When the body of itinerant preacher and brutal drunk, Bo Bodine, is found buried in a shallow grave in the local bog, two of his five home-schooled kids are the natural suspects. Local teens want to know if it was the freak brother or the fruit who did it. But it is seventeen-year-old Junie who falls under the punitive gaze of the sheriff and the county prosecutor. Motherless and now fatherless, the Bodine kids will “go to the county” if Junie can't prove her innocence but Junie's recollection of the night in question includes only a pipe-smoking old woman, a dog named Scout and a flock of flamingos hundreds of miles from their natural habitat.
Far more than a murder mystery or a coming of age novel, this is a story of love, desertion and loss, and the fragility and strength of the human spirit set in a southern Gothic locale complete with gator invested swamps, cracker cabins and cotton fields, moss hung live oaks and disturbed and disturbing characters.

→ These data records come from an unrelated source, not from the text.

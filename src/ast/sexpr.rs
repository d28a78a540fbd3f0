use crate::ast::visitor::Visitor;
use crate::ast::*;

/// Renders a tree as an indented S-expression, one node per line.
pub struct SExprFormatter {
    output: String,
    indent: usize,
}

impl Default for SExprFormatter {
    fn default() -> Self {
        Self::new()
    }
}

impl SExprFormatter {
    pub fn new() -> Self {
        Self {
            output: String::new(),
            indent: 0,
        }
    }

    pub fn format(tree: &Tree<'_>) -> String {
        let mut formatter = Self::new();
        formatter.visit_tree(tree);
        formatter.finish()
    }

    pub fn finish(self) -> String {
        self.output
    }

    fn write(&mut self, s: &str) {
        self.output.push_str(s);
    }

    fn newline(&mut self) {
        self.output.push('\n');
        for _ in 0..self.indent {
            self.output.push_str("  ");
        }
    }

    fn head(tree: &Tree<'_>, id: NodeId) -> String {
        match tree.data(id) {
            NodeData::Root => "manifest".to_string(),
            NodeData::Blob => "blob".to_string(),
            NodeData::Identifier { name } => format!("ident {name}"),
            NodeData::Variable { name } => format!("var {name}"),
            NodeData::VariableDefinition { name } => format!("vardef {name}"),
            NodeData::StringLiteral { value } => format!("string {value:?}"),
            NodeData::ClassRef { .. } => {
                let keyword = match tree.parent(id).map(|p| tree.data(p)) {
                    Some(NodeData::ClassDecl { inherits: Some(i), .. }) if *i == id => "inherits",
                    _ => "classref",
                };
                format!("{keyword} {}", tree.name(id).unwrap_or_default())
            }
            NodeData::TypeReference { name } => format!("typeref {name}"),
            NodeData::FunctionCall { name } => format!("call {name}"),
            NodeData::Resource { resource_type, .. } => format!("resource {resource_type}"),
            NodeData::ResourceAttribute { name, .. } => format!("attr {name}"),
            NodeData::ClassDecl { .. } => format!("class {}", tree.name(id).unwrap_or_default()),
            NodeData::NodeDecl { names, .. } => format!("node {}", names.join(" ")),
            NodeData::DefineDecl { name, .. } => format!("define {name}"),
            NodeData::CaseStmt { .. } => "case".to_string(),
            NodeData::Condition { negated: true, .. } => "unless".to_string(),
            NodeData::Condition { .. } => match tree.parent(id).map(|p| tree.kind(p)) {
                Some(NodeKind::Condition) => "elsif".to_string(),
                _ => "if".to_string(),
            },
            NodeData::ClassParam { type_name, .. } => format!("param {type_name}"),
        }
    }

    /// Name identifiers are already part of their owner's head.
    fn is_inlined(tree: &Tree<'_>, id: NodeId) -> bool {
        match tree.parent(id).map(|p| tree.data(p)) {
            Some(NodeData::ClassRef { name: Some(n) }) | Some(NodeData::ClassDecl { name: Some(n), .. }) => {
                *n == id
            }
            _ => false,
        }
    }
}

impl<'ast> Visitor<'ast> for SExprFormatter {
    fn visit_node(&mut self, tree: &Tree<'ast>, id: NodeId) {
        self.write("(");
        self.write(&Self::head(tree, id));
        self.indent += 1;
        for &child in tree.children(id) {
            if Self::is_inlined(tree, child) {
                continue;
            }
            self.newline();
            self.visit_node(tree, child);
        }
        self.indent -= 1;
        self.write(")");
    }
}
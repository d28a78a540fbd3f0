use crate::ast::visitor::{walk_node, Visitor};
use crate::ast::{NodeId, Tree};

/// Finds the chain of nodes enclosing an offset, outermost first.
pub struct Locator {
    target: usize,
    path: Vec<NodeId>,
}

impl Locator {
    pub fn new(target: usize) -> Self {
        Self {
            target,
            path: Vec::new(),
        }
    }

    pub fn find(tree: &Tree<'_>, target: usize) -> Vec<NodeId> {
        let mut locator = Self::new(target);
        locator.visit_tree(tree);
        locator.path
    }

    /// The innermost node enclosing `target`.
    pub fn innermost(tree: &Tree<'_>, target: usize) -> Option<NodeId> {
        Self::find(tree, target).pop()
    }
}

impl<'ast> Visitor<'ast> for Locator {
    fn visit_node(&mut self, tree: &Tree<'ast>, id: NodeId) {
        // Adjacent siblings share a boundary offset; the first one claims it.
        if let Some(&last) = self.path.last()
            && tree.parent(id) != Some(last)
        {
            return;
        }
        if tree.span(id).contains(self.target) {
            self.path.push(id);
            walk_node(self, tree, id);
        }
    }
}
pub mod ast;
pub mod cancel;
pub mod error;
pub mod lexer;
pub mod line_index;
pub mod parser;
pub mod span;

pub use cancel::CancellationToken;
pub use error::Interrupted;
pub use parser::{parse_str, Manifest};
pub use span::Span;
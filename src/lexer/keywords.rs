//! Keyword spellings as a sorted table walked like a trie.
//!
//! Entries sharing a prefix are contiguous in a sorted table, so a trie node is
//! just a range of the table plus the matched depth.

use super::token::TokenKind;

#[derive(Debug, Clone, Copy, PartialEq, Eq)]
pub enum KeywordRule {
    /// Emitted whenever the spelling is not followed by an identifier part.
    Keyword,
    /// Built-in callable without parentheses. Falls back to an identifier when the
    /// next non-whitespace unit is `{` or `=`, as in `tag => 'x'` or `notice { 'x': }`.
    Function,
}

#[derive(Debug, Clone, Copy)]
pub struct Keyword {
    pub spelling: &'static str,
    pub kind: TokenKind,
    pub rule: KeywordRule,
}

const fn keyword(spelling: &'static str, kind: TokenKind) -> Keyword {
    Keyword { spelling, kind, rule: KeywordRule::Keyword }
}

const fn function(spelling: &'static str, kind: TokenKind) -> Keyword {
    Keyword { spelling, kind, rule: KeywordRule::Function }
}

/// Must stay sorted by spelling.
pub static KEYWORDS: &[Keyword] = &[
    keyword("absent", TokenKind::Absent),
    keyword("and", TokenKind::And),
    keyword("case", TokenKind::Case),
    keyword("class", TokenKind::Class),
    function("contain", TokenKind::Contain),
    function("debug", TokenKind::Debug),
    keyword("default", TokenKind::Default),
    keyword("define", TokenKind::Define),
    keyword("else", TokenKind::Else),
    keyword("elsif", TokenKind::Elsif),
    function("err", TokenKind::Err),
    function("fail", TokenKind::Fail),
    keyword("false", TokenKind::False),
    keyword("if", TokenKind::If),
    keyword("import", TokenKind::Import),
    function("include", TokenKind::Include),
    keyword("inherits", TokenKind::Inherits),
    keyword("nil", TokenKind::Nil),
    keyword("node", TokenKind::Node),
    function("notice", TokenKind::Notice),
    keyword("or", TokenKind::Or),
    keyword("present", TokenKind::Present),
    function("realize", TokenKind::Realize),
    function("require", TokenKind::Require),
    function("tag", TokenKind::Tag),
    keyword("true", TokenKind::True),
    keyword("undef", TokenKind::Undef),
    keyword("unless", TokenKind::Unless),
    function("warning", TokenKind::Warning),
];

/// A node of the keyword trie: the table range sharing the first `depth` bytes.
#[derive(Debug, Clone, Copy)]
pub struct KeywordTrie {
    lo: usize,
    hi: usize,
    depth: usize,
}

impl KeywordTrie {
    pub fn start(first: char) -> Option<Self> {
        let mut trie = Self { lo: 0, hi: KEYWORDS.len(), depth: 0 };
        trie.advance(first).then_some(trie)
    }

    /// Narrows to the spellings continuing with `c`. Leaves the node untouched and
    /// returns `false` when none does.
    pub fn advance(&mut self, c: char) -> bool {
        if !c.is_ascii() {
            return false;
        }
        let byte = c as u8;
        let depth = self.depth;
        let at = |k: &Keyword| k.spelling.as_bytes().get(depth).copied();
        let range = &KEYWORDS[self.lo..self.hi];
        let lo = range.partition_point(|k| at(k).is_none_or(|b| b < byte));
        let hi = range.partition_point(|k| at(k).is_none_or(|b| b <= byte));
        if lo == hi {
            return false;
        }
        self.hi = self.lo + hi;
        self.lo += lo;
        self.depth += 1;
        true
    }

    /// The keyword spelled exactly by the bytes matched so far.
    pub fn matched(&self) -> Option<&'static Keyword> {
        KEYWORDS[self.lo..self.hi]
            .first()
            .filter(|k| k.spelling.len() == self.depth)
    }
}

This book is different from most other mysteries. It is a bit confusing to keep all the convoluted family genealogy straight, but that is part of the story. I read it on a Kindle, and there were many typos. It was a book which made me care for the main characters and keep reading. There were a few threads left unanswered at the end which makes me hope for a sequel. A family tree graphic would be helpful, but a full one would be a spoiler. Worth the read but it needs some editing for punctuation and missing words.